─── RECORDS

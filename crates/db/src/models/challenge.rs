//! Challenge entity model and DTOs.

use fittogether_core::types::{DbId, Timestamp};
use serde::{Deserialize, Serialize};
use sqlx::FromRow;

/// Challenge difficulty, backed by the `difficulty` Postgres enum.
#[derive(Debug, Clone, Copy, PartialEq, Eq, Serialize, Deserialize, sqlx::Type)]
#[sqlx(type_name = "difficulty", rename_all = "lowercase")]
#[serde(rename_all = "lowercase")]
pub enum Difficulty {
    Easy,
    Medium,
    Hard,
}

/// A challenge row from the `challenges` table.
#[derive(Debug, Clone, FromRow, Serialize)]
pub struct Challenge {
    pub id: DbId,
    pub name: String,
    pub description: String,
    pub difficulty: Difficulty,
    pub created_at: Timestamp,
    pub updated_at: Timestamp,
}

/// DTO for creating a new challenge.
#[derive(Debug, Clone, Deserialize)]
pub struct CreateChallenge {
    pub name: String,
    #[serde(default)]
    pub description: String,
    /// Defaults to `easy` if omitted.
    pub difficulty: Option<Difficulty>,
}

/// DTO for updating an existing challenge. All fields are optional.
#[derive(Debug, Clone, Deserialize)]
pub struct UpdateChallenge {
    pub name: Option<String>,
    pub description: Option<String>,
    pub difficulty: Option<Difficulty>,
}
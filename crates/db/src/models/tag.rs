//! Tag entity model and DTOs.

use fittogether_core::types::{DbId, Timestamp};
use serde::{Deserialize, Serialize};
use sqlx::FromRow;

/// A tag row from the `tags` table. Tags label challenges for filtering.
#[derive(Debug, Clone, FromRow, Serialize)]
pub struct Tag {
    pub id: DbId,
    pub name: String,
    pub created_at: Timestamp,
}

/// DTO for creating a new tag.
#[derive(Debug, Clone, Deserialize)]
pub struct CreateTag {
    pub name: String,
}

/// DTO for replacing the tag set of a challenge.
#[derive(Debug, Clone, Deserialize)]
pub struct SetChallengeTags {
    pub tag_ids: Vec<DbId>,
}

──────

* **EXERCISE DESCRIPTION**
Type out again, exactly as written, the lines from the beginning of the material through the one containing "A challenge row".

* **SOLUTION BELOW**
filename crates/db/src/models/challenge.rs
//! Challenge entity model and DTOs.

use fittogether_core::types::{DbId, Timestamp};
use serde::{Deserialize, Serialize};
use sqlx::FromRow;

/// Challenge difficulty, backed by the `difficulty` Postgres enum.
#[derive(Debug, Clone, Copy, PartialEq, Eq, Serialize, Deserialize, sqlx::Type)]
#[sqlx(type_name = "difficulty", rename_all = "lowercase")]
#[serde(rename_all = "lowercase")]
pub enum Difficulty {
    Easy,
    Medium,
    Hard,
}

/// A challenge row from the `challenges` table.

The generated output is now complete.